The one-step growth curve is a representation of the overall change, with time, in the amount of infectious virus in a single cell that has been infected by a single virus particle. In practice, this is determined by following events in a large population of infected cells in which the infection is proceeding as nearly synchronously as can be achieved by manipulating the experimental conditions. Whereas the time scale and yield of progeny virus vary greatly among virus families, the basic features of the infectious cycle are similar for all viruses. The one-step growth curve begins with the eclipse period, which is followed by a period of exponential growth.
B. Exponential growth The number of progeny virus produced within the infected cell increases exponentially for a period of time, then reaches a plateau, after which no additional increase in virus yield occurs. The maximum yield per cell is characteristic for each virus-cell system and reflects the balance between the rate at which virus components continue to be synthesized and assembled into virions, and the rate at which the cell loses the synthetic capacity and structural integrity needed to produce new virus particles. This may be from 8 to 72 hours or longer, with yields of 100 to 10,000 virions per cell.
STEPS IN THE REPLICATION CYCLES OF VIRUSES The individual steps in the virus replication cycle are presented as sequentially, beginning with virus attachment to the host cell and leading to penetration and uncoating of the viral genome. Gene expression and replication are followed by assembly and release of viral progeny.

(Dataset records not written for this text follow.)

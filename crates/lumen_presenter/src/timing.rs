//! Frame pacing for the render loop

use std::collections::VecDeque;
use std::time::{Duration, Instant};

const HISTORY: usize = 120;

/// Paces frames to a target rate and keeps a short interval history.
///
/// A target of 0 fps means unpaced: the loop draws as fast as the
/// renderer accepts frames.
#[derive(Debug, Clone)]
pub struct FrameTiming {
    interval: Duration,
    /// Earliest start of the next frame; `None` right after creation or resume
    deadline: Option<Instant>,
    last_start: Option<Instant>,
    intervals: VecDeque<Duration>,
    frame_count: u64,
}

impl FrameTiming {
    pub fn new(target_fps: u32) -> Self {
        let interval = match target_fps {
            0 => Duration::ZERO,
            fps => Duration::from_secs(1) / fps,
        };
        Self {
            interval,
            deadline: None,
            last_start: None,
            intervals: VecDeque::with_capacity(HISTORY),
            frame_count: 0,
        }
    }

    pub fn target_frame_time(&self) -> Duration {
        self.interval
    }

    /// Record the start of a frame and schedule the next one
    pub fn begin_frame(&mut self) -> Instant {
        let now = Instant::now();
        if let Some(previous) = self.last_start.replace(now) {
            if self.intervals.len() == HISTORY {
                self.intervals.pop_front();
            }
            self.intervals.push_back(now - previous);
        }
        self.deadline = Some(now + self.interval);
        self.frame_count += 1;
        now
    }

    /// How long the loop should sleep before the next frame
    pub fn time_to_wait(&self) -> Duration {
        self.deadline
            .map(|deadline| deadline.saturating_duration_since(Instant::now()))
            .unwrap_or(Duration::ZERO)
    }

    /// Drop the schedule so time spent suspended is not recorded as a frame
    pub fn reset_pacing(&mut self) {
        self.deadline = None;
        self.last_start = None;
    }

    pub fn average_fps(&self) -> f64 {
        if self.intervals.is_empty() {
            return 0.0;
        }
        let total: Duration = self.intervals.iter().sum();
        let mean = total.as_secs_f64() / self.intervals.len() as f64;
        if mean > 0.0 {
            1.0 / mean
        } else {
            0.0
        }
    }

    pub fn frame_count(&self) -> u64 {
        self.frame_count
    }
}

impl Default for FrameTiming {
    fn default() -> Self {
        Self::new(60)
    }
}
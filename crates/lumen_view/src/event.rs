//! View events
//!
//! Transitions complete on the coordinator's worker thread; hosts observe
//! them through [`ViewEvent`] streams handed out by [`EventHub::subscribe`].

use crate::error::ViewError;
use crate::state::{ApiKeyStatus, ViewState};
use crossbeam_channel::{unbounded, Receiver, Sender};
use lumen_presenter::SessionId;
use lumen_xr::{ModeDescriptor, RenderMode};
use parking_lot::Mutex;
use std::sync::Arc;

/// Something observable happened to a view
#[derive(Debug, Clone, PartialEq)]
pub enum ViewEvent {
    StateChanged {
        from: ViewState,
        to: ViewState,
    },
    /// A transition settled on a new mode or descriptor
    ModeChanged {
        mode: RenderMode,
        descriptor: Arc<ModeDescriptor>,
        session: SessionId,
    },
    /// A transition failed; the view is Suspended without a session
    ModeTransitionFailed {
        error: ViewError,
    },
    /// A scene was bound; `session` is `None` before the first session exists
    SceneBound {
        session: Option<SessionId>,
    },
    ValidationCompleted {
        status: ApiKeyStatus,
    },
}

/// Fan-out of events to subscribers
#[derive(Default)]
pub struct EventHub {
    subscribers: Mutex<Vec<Sender<ViewEvent>>>,
}

impl EventHub {
    pub fn new() -> Self {
        Self::default()
    }

    /// Open a new event stream
    pub fn subscribe(&self) -> Receiver<ViewEvent> {
        let (tx, rx) = unbounded();
        self.subscribers.lock().push(tx);
        rx
    }

    /// Deliver to every live subscriber; dropped receivers are pruned
    pub fn emit(&self, event: ViewEvent) {
        log::trace!("View event: {:?}", event);
        self.subscribers
            .lock()
            .retain(|tx| tx.send(event.clone()).is_ok());
    }

    /// Number of live subscribers
    pub fn subscriber_count(&self) -> usize {
        self.subscribers.lock().len()
    }
}

#[cfg(test)]
mod tests {
    use super::*;

    #[test]
    fn test_fan_out() {
        let hub = EventHub::new();
        let a = hub.subscribe();
        let b = hub.subscribe();

        hub.emit(ViewEvent::ValidationCompleted { status: ApiKeyStatus::Valid });

        assert_eq!(a.try_recv().unwrap(), ViewEvent::ValidationCompleted { status: ApiKeyStatus::Valid });
        assert!(b.try_recv().is_ok());
    }

    #[test]
    fn test_dropped_subscribers_pruned() {
        let hub = EventHub::new();
        let rx = hub.subscribe();
        drop(hub.subscribe());

        hub.emit(ViewEvent::StateChanged { from: ViewState::Uninitialized, to: ViewState::Active });

        assert_eq!(hub.subscriber_count(), 1);
        assert!(rx.try_recv().is_ok());
    }
}
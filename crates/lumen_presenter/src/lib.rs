//! # Lumen Presenter
//!
//! Render session layer for Lumen views:
//! - The [`Renderer`] contract implemented by native GPU backends
//! - [`RenderSession`]: one renderer session plus its render thread
//! - Frame pacing and scene submission gating
//! - Rehydration state carried across session rebuilds
//!
//! ## Architecture
//!
//! ```text
//! View Coordinator ──► RenderSession ──► Renderer (GPU context)
//!                           │
//!                           ▼
//!                      RenderLoop thread ──► draw_frame(FrameRequest)
//!                           ▲
//!                           │
//!                      SceneSlot (binding + submission gate)
//! ```
//!
//! ## Key Concepts
//!
//! - **Session**: a live GPU context bound to one render mode
//! - **Render loop**: the per-session thread; pausing it is synchronous
//! - **Scene slot**: what the loop submits each frame, swapped atomically
//! - **Rehydration**: state handed from a destroyed session to its successor

pub mod frame;
pub mod rehydration;
pub mod render_loop;
pub mod session;
pub mod timing;

pub use frame::{FrameRequest, Scene, SceneSlot};
pub use rehydration::{
    Rehydratable, RehydrationError, RehydrationState, RehydrationValue, StoredValue,
};
pub use render_loop::{FrameDriver, RenderLoop};
pub use session::{RenderSession, SessionState};
pub use timing::FrameTiming;

use lumen_xr::{ModeDescriptor, RenderMode, SurfaceKind};
use parking_lot::Mutex;
use std::collections::HashSet;
use std::sync::atomic::{AtomicU64, Ordering};
use std::sync::Arc;
use thiserror::Error;

/// Renderer errors
#[derive(Debug, Clone, PartialEq, Eq, Error)]
pub enum RendererError {
    #[error("Device unavailable: {0}")]
    DeviceUnavailable(String),

    #[error("Context lost: {0}")]
    ContextLost(String),
}

/// Opaque handle issued by a [`Renderer`] for one GPU session
#[derive(Debug, Clone, Copy, PartialEq, Eq, Hash)]
pub struct SessionHandle(u64);

impl SessionHandle {
    pub fn new(raw: u64) -> Self {
        Self(raw)
    }

    pub fn raw(&self) -> u64 {
        self.0
    }
}

/// Process-unique render session identifier
#[derive(Debug, Clone, Copy, PartialEq, Eq, Hash)]
pub struct SessionId(u64);

impl SessionId {
    /// Create a new unique session ID
    pub fn new() -> Self {
        static COUNTER: AtomicU64 = AtomicU64::new(1);
        Self(COUNTER.fetch_add(1, Ordering::Relaxed))
    }

    /// Get the raw ID
    pub fn raw(&self) -> u64 {
        self.0
    }
}

impl Default for SessionId {
    fn default() -> Self {
        Self::new()
    }
}

impl std::fmt::Display for SessionId {
    fn fmt(&self, f: &mut std::fmt::Formatter<'_>) -> std::fmt::Result {
        write!(f, "session-{}", self.0)
    }
}

/// Debug overlays applied to a session
#[derive(Debug, Clone, Copy, PartialEq, Eq, Default)]
pub struct DebugFlags {
    /// Renderer debug output (validation, logging)
    pub debug_enabled: bool,
    /// On-screen HUD with frame statistics
    pub hud_enabled: bool,
}

impl DebugFlags {
    pub fn new(debug_enabled: bool, hud_enabled: bool) -> Self {
        Self { debug_enabled, hud_enabled }
    }
}

/// Parameters for creating a GPU session
#[derive(Debug, Clone)]
pub struct SessionRequest {
    /// Render mode of the session
    pub mode: RenderMode,
    /// Hardware the session renders to
    pub descriptor: Arc<ModeDescriptor>,
    /// Debug overlays to apply at creation
    pub debug: DebugFlags,
    /// Target frame rate of the render loop (0 = unpaced)
    pub target_fps: u32,
}

impl SessionRequest {
    /// Create a request with default pacing
    pub fn new(mode: RenderMode, descriptor: Arc<ModeDescriptor>) -> Self {
        Self {
            mode,
            descriptor,
            debug: DebugFlags::default(),
            target_fps: 60,
        }
    }

    /// Set debug flags
    pub fn with_debug(mut self, debug: DebugFlags) -> Self {
        self.debug = debug;
        self
    }

    /// Set target frame rate
    pub fn with_target_fps(mut self, fps: u32) -> Self {
        self.target_fps = fps;
        self
    }

    /// Surface kind the session needs
    pub fn surface(&self) -> SurfaceKind {
        self.mode.surface_kind()
    }
}

/// The renderer contract - implemented by native GPU backends.
///
/// Calls for one handle never overlap except `draw_frame`, which runs on the
/// session's render thread while the session is running.
pub trait Renderer: Send + Sync {
    /// Backend name
    fn name(&self) -> &str;

    /// Create a GPU context and surface for a mode
    fn create_session(&self, request: &SessionRequest) -> Result<SessionHandle, RendererError>;

    /// Stop GPU work, keeping resources
    fn suspend(&self, handle: SessionHandle) -> Result<(), RendererError>;

    /// Restart GPU work after [`Renderer::suspend`]
    fn resume(&self, handle: SessionHandle) -> Result<(), RendererError>;

    /// Release the context and all its resources
    fn destroy(&self, handle: SessionHandle) -> Result<(), RendererError>;

    /// Apply debug overlays
    fn set_debug_flags(&self, handle: SessionHandle, flags: DebugFlags) -> Result<(), RendererError>;

    /// Reset head tracking orientation
    fn recenter(&self, handle: SessionHandle) -> Result<(), RendererError>;

    /// Render one frame
    fn draw_frame(&self, handle: SessionHandle, frame: &FrameRequest) -> Result<(), RendererError>;
}

/// Null renderer for testing and headless hosts
#[derive(Default)]
pub struct NullRenderer {
    next_handle: AtomicU64,
    live: Mutex<HashSet<SessionHandle>>,
    frames: AtomicU64,
}

impl NullRenderer {
    pub fn new() -> Self {
        Self::default()
    }

    /// Number of sessions not yet destroyed
    pub fn live_sessions(&self) -> usize {
        self.live.lock().len()
    }

    /// Total frames drawn across all sessions
    pub fn frames_drawn(&self) -> u64 {
        self.frames.load(Ordering::Relaxed)
    }

    fn check(&self, handle: SessionHandle) -> Result<(), RendererError> {
        if self.live.lock().contains(&handle) {
            Ok(())
        } else {
            Err(RendererError::ContextLost(format!("unknown handle {}", handle.raw())))
        }
    }
}

impl Renderer for NullRenderer {
    fn name(&self) -> &str {
        "null"
    }

    fn create_session(&self, _request: &SessionRequest) -> Result<SessionHandle, RendererError> {
        let handle = SessionHandle::new(self.next_handle.fetch_add(1, Ordering::Relaxed) + 1);
        self.live.lock().insert(handle);
        Ok(handle)
    }

    fn suspend(&self, handle: SessionHandle) -> Result<(), RendererError> {
        self.check(handle)
    }

    fn resume(&self, handle: SessionHandle) -> Result<(), RendererError> {
        self.check(handle)
    }

    fn destroy(&self, handle: SessionHandle) -> Result<(), RendererError> {
        if self.live.lock().remove(&handle) {
            Ok(())
        } else {
            Err(RendererError::ContextLost(format!("unknown handle {}", handle.raw())))
        }
    }

    fn set_debug_flags(&self, handle: SessionHandle, _flags: DebugFlags) -> Result<(), RendererError> {
        self.check(handle)
    }

    fn recenter(&self, handle: SessionHandle) -> Result<(), RendererError> {
        self.check(handle)
    }

    fn draw_frame(&self, handle: SessionHandle, _frame: &FrameRequest) -> Result<(), RendererError> {
        self.check(handle)?;
        self.frames.fetch_add(1, Ordering::Relaxed);
        Ok(())
    }
}

#[cfg(test)]
mod tests {
    use super::*;

    #[test]
    fn test_null_renderer_sessions() {
        let renderer = NullRenderer::new();
        let request = SessionRequest::new(RenderMode::Vr, Arc::new(ModeDescriptor::default()));

        let a = renderer.create_session(&request).unwrap();
        let b = renderer.create_session(&request).unwrap();
        assert_ne!(a, b);
        assert_eq!(renderer.live_sessions(), 2);

        renderer.destroy(a).unwrap();
        assert_eq!(renderer.live_sessions(), 1);
        assert!(renderer.suspend(a).is_err());
        assert!(renderer.suspend(b).is_ok());
    }

    #[test]
    fn test_session_request() {
        let request = SessionRequest::new(RenderMode::Vr, Arc::new(ModeDescriptor::default()))
            .with_debug(DebugFlags::new(true, false))
            .with_target_fps(90);

        assert_eq!(request.surface(), SurfaceKind::Stereo);
        assert!(request.debug.debug_enabled);
        assert_eq!(request.target_fps, 90);
    }

    #[test]
    fn test_session_ids_unique() {
        let a = SessionId::new();
        let b = SessionId::new();
        assert_ne!(a, b);
        assert!(b.raw() > a.raw());
    }
}
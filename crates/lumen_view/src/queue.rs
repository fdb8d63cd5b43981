//! Transition queue
//!
//! Structural work for one coordinator runs serially on a single worker.
//! Commands come in two lanes:
//!
//! - **lifecycle** commands always run first
//! - **render** commands (mode, hardware, scene) wait while the render gate
//!   is closed: before the first session exists and while the host is paused
//!
//! The queue lock is the first lock in the coordinator's order
//! (queue, then session, then snapshot).

use crate::error::ViewError;
use crossbeam_channel::Sender;
use lumen_presenter::Scene;
use lumen_xr::ModeDescriptor;
use parking_lot::{Condvar, Mutex};
use std::collections::VecDeque;
use std::fmt;
use std::sync::Arc;
use std::time::{Duration, Instant};

/// Reply channel for a lifecycle command
pub(crate) type Ack = Sender<Result<(), ViewError>>;

/// Host lifecycle steps, acknowledged when done
#[derive(Debug, Clone, Copy, PartialEq, Eq)]
pub(crate) enum LifecycleStep {
    Init,
    Resume,
    Pause,
}

/// Commands that change what is rendered
#[derive(Clone)]
pub(crate) enum RenderCommand {
    SetMode(bool),
    Reconfigure(Arc<ModeDescriptor>),
    SetScene(Arc<dyn Scene>),
}

impl fmt::Debug for RenderCommand {
    fn fmt(&self, f: &mut fmt::Formatter<'_>) -> fmt::Result {
        match self {
            Self::SetMode(vr) => write!(f, "SetMode(vr={})", vr),
            Self::Reconfigure(descriptor) => write!(f, "Reconfigure({})", descriptor),
            Self::SetScene(scene) => write!(f, "SetScene({})", scene.name()),
        }
    }
}

pub(crate) enum Command {
    Lifecycle(LifecycleStep, Ack),
    Render(RenderCommand),
}

#[derive(Default)]
struct QueueState {
    lifecycle: VecDeque<(LifecycleStep, Ack)>,
    render: VecDeque<RenderCommand>,
    initialized: bool,
    paused: bool,
    in_flight: bool,
    shutdown: bool,
}

impl QueueState {
    fn render_open(&self) -> bool {
        self.initialized && !self.paused
    }

    fn has_runnable(&self) -> bool {
        !self.lifecycle.is_empty() || (self.render_open() && !self.render.is_empty())
    }

    /// Nothing runnable and nothing executing. Held render commands do not count.
    fn is_idle(&self) -> bool {
        !self.in_flight && !self.has_runnable()
    }

    /// Nothing queued at all and nothing executing
    fn is_settled(&self) -> bool {
        !self.in_flight && self.lifecycle.is_empty() && self.render.is_empty()
    }
}

/// Two-lane command queue feeding the transition worker
#[derive(Default)]
pub(crate) struct TransitionQueue {
    state: Mutex<QueueState>,
    work: Condvar,
    idle: Condvar,
}

impl TransitionQueue {
    pub fn new() -> Self {
        Self::default()
    }

    /// Queue a lifecycle step. Returns false once the queue is shut down.
    pub fn push_lifecycle(&self, step: LifecycleStep, ack: Ack) -> bool {
        let mut state = self.state.lock();
        if state.shutdown {
            return false;
        }
        state.lifecycle.push_back((step, ack));
        self.work.notify_one();
        true
    }

    /// Queue a render command. Returns false once the queue is shut down.
    pub fn push_render(&self, command: RenderCommand) -> bool {
        let mut state = self.state.lock();
        if state.shutdown {
            return false;
        }
        log::debug!("Queued {:?}", command);
        state.render.push_back(command);
        self.work.notify_one();
        true
    }

    /// Run `apply` right away when nothing is queued or executing, otherwise
    /// queue the command behind the pending work. `apply` runs under the
    /// queue lock.
    pub fn run_or_push(&self, command: RenderCommand, apply: impl FnOnce(RenderCommand)) -> bool {
        let mut state = self.state.lock();
        if state.shutdown {
            return false;
        }
        if state.is_settled() {
            apply(command);
        } else {
            log::debug!("Queued {:?}", command);
            state.render.push_back(command);
            self.work.notify_one();
        }
        true
    }

    /// Block until a command is runnable and mark it in flight.
    /// Returns `None` after [`TransitionQueue::abort`].
    pub fn next(&self) -> Option<Command> {
        let mut state = self.state.lock();
        loop {
            if state.shutdown {
                return None;
            }
            if let Some((step, ack)) = state.lifecycle.pop_front() {
                state.in_flight = true;
                return Some(Command::Lifecycle(step, ack));
            }
            if state.render_open() {
                if let Some(command) = state.render.pop_front() {
                    state.in_flight = true;
                    return Some(Command::Render(command));
                }
            }
            self.work.wait(&mut state);
        }
    }

    /// The in-flight command is done
    pub fn finish(&self) {
        let mut state = self.state.lock();
        state.in_flight = false;
        if state.is_idle() {
            self.idle.notify_all();
        }
    }

    /// The first session exists; render commands may run when not paused
    pub fn mark_initialized(&self) {
        let mut state = self.state.lock();
        state.initialized = true;
        self.work.notify_one();
    }

    /// Close or open the render gate for a host pause
    pub fn set_paused(&self, paused: bool) {
        let mut state = self.state.lock();
        state.paused = paused;
        if !paused {
            self.work.notify_one();
        } else if state.is_idle() {
            self.idle.notify_all();
        }
    }

    /// Render commands waiting for the gate or the worker
    pub fn pending_render(&self) -> usize {
        self.state.lock().render.len()
    }

    /// Wait until nothing runnable is left. Commands held behind a closed
    /// render gate do not keep the queue busy.
    pub fn wait_idle(&self, timeout: Duration) -> bool {
        let deadline = Instant::now() + timeout;
        let mut state = self.state.lock();
        while !state.shutdown && !state.is_idle() {
            if self.idle.wait_until(&mut state, deadline).timed_out() {
                return state.shutdown || state.is_idle();
            }
        }
        true
    }

    /// Drop every queued command and stop the worker. Pending lifecycle
    /// callers see their ack channel disconnect.
    pub fn abort(&self) {
        let mut state = self.state.lock();
        state.shutdown = true;
        let dropped = state.lifecycle.len() + state.render.len();
        state.lifecycle.clear();
        state.render.clear();
        if dropped > 0 {
            log::debug!("Transition queue aborted, {} commands dropped", dropped);
        }
        self.work.notify_all();
        self.idle.notify_all();
    }
}

#[cfg(test)]
mod tests {
    use super::*;
    use crossbeam_channel::bounded;
    use std::thread;

    fn mode(vr: bool) -> RenderCommand {
        RenderCommand::SetMode(vr)
    }

    #[test]
    fn test_lifecycle_runs_first() {
        let queue = TransitionQueue::new();
        queue.mark_initialized();
        queue.push_render(mode(true));
        let (tx, _rx) = bounded(1);
        queue.push_lifecycle(LifecycleStep::Resume, tx);

        assert!(matches!(queue.next(), Some(Command::Lifecycle(LifecycleStep::Resume, _))));
        queue.finish();
        assert!(matches!(queue.next(), Some(Command::Render(RenderCommand::SetMode(true)))));
        queue.finish();
    }

    #[test]
    fn test_render_held_while_paused() {
        let queue = Arc::new(TransitionQueue::new());
        queue.mark_initialized();
        queue.set_paused(true);
        queue.push_render(mode(true));

        assert!(queue.wait_idle(Duration::from_millis(50)));
        assert_eq!(queue.pending_render(), 1);

        let worker = {
            let queue = queue.clone();
            thread::spawn(move || {
                let command = queue.next();
                queue.finish();
                command.is_some()
            })
        };

        thread::sleep(Duration::from_millis(10));
        assert_eq!(queue.pending_render(), 1);

        queue.set_paused(false);
        assert!(worker.join().unwrap());
        assert_eq!(queue.pending_render(), 0);
    }

    #[test]
    fn test_render_held_until_initialized() {
        let queue = TransitionQueue::new();
        queue.push_render(mode(false));
        assert!(queue.wait_idle(Duration::from_millis(10)));

        queue.mark_initialized();
        assert!(!queue.wait_idle(Duration::from_millis(10)));
    }

    #[test]
    fn test_run_or_push() {
        let queue = TransitionQueue::new();
        let mut applied = 0;
        queue.run_or_push(mode(true), |_| applied += 1);
        assert_eq!(applied, 1);
        assert_eq!(queue.pending_render(), 0);

        queue.push_render(mode(false));
        queue.run_or_push(mode(true), |_| applied += 1);
        assert_eq!(applied, 1);
        assert_eq!(queue.pending_render(), 2);
    }

    #[test]
    fn test_abort_disconnects_acks() {
        let queue = TransitionQueue::new();
        let (tx, rx) = bounded(1);
        queue.push_lifecycle(LifecycleStep::Init, tx);
        queue.abort();

        assert!(rx.recv().is_err());
        assert!(queue.next().is_none());
        assert!(!queue.push_render(mode(true)));
    }
}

2. Host cell receptor molecules: The receptor molecules on the host cell membrane are specific for each virus family. Not surprisingly, these receptors have been found to be molecular structures that usually carry out normal cell functions. For example, cellular membrane receptors for compounds such as growth factors may also inadvertently serve as receptors for a particular virus. Many of the compounds that serve as virus receptors are present only on specifically differentiated cells or are unique for one animal species. Therefore, the presence or absence of host cell receptors is one important determinant of tissue specificity within a susceptible host species, and also for the susceptibility or resistance of a species to a given virus. Information about the three-dimensional structure of virus binding sites is being used to design antiviral drugs that specifically interact with these sites, blocking viral adsorption.
B. Penetration Penetration is the passage of the virion from the surface of the cell, across the cell membrane and into the cytoplasm. There are two principal mechanisms by which viruses enter animal cells: receptor mediated endocytosis and direct membrane fusion.
1. Receptor-mediated endocytosis: This is basically the same process by which the cell internalizes compounds such as growth regulatory molecules and serum lipoproteins, except the infecting virus particle is bound to the host cell surface receptor in place of the normal ligand. The cell membrane invaginates, enclosing the virion in an endocytotic vesicle (endosome). Release of the virion into the cytoplasm occurs by various routes, depending on the virus but, in general, it is facilitated by one or more viral molecules. In the case of an enveloped virus, its membrane may fuse with the membrane of the endosome, resulting in the release of the nucleocapsid into the cytoplasm.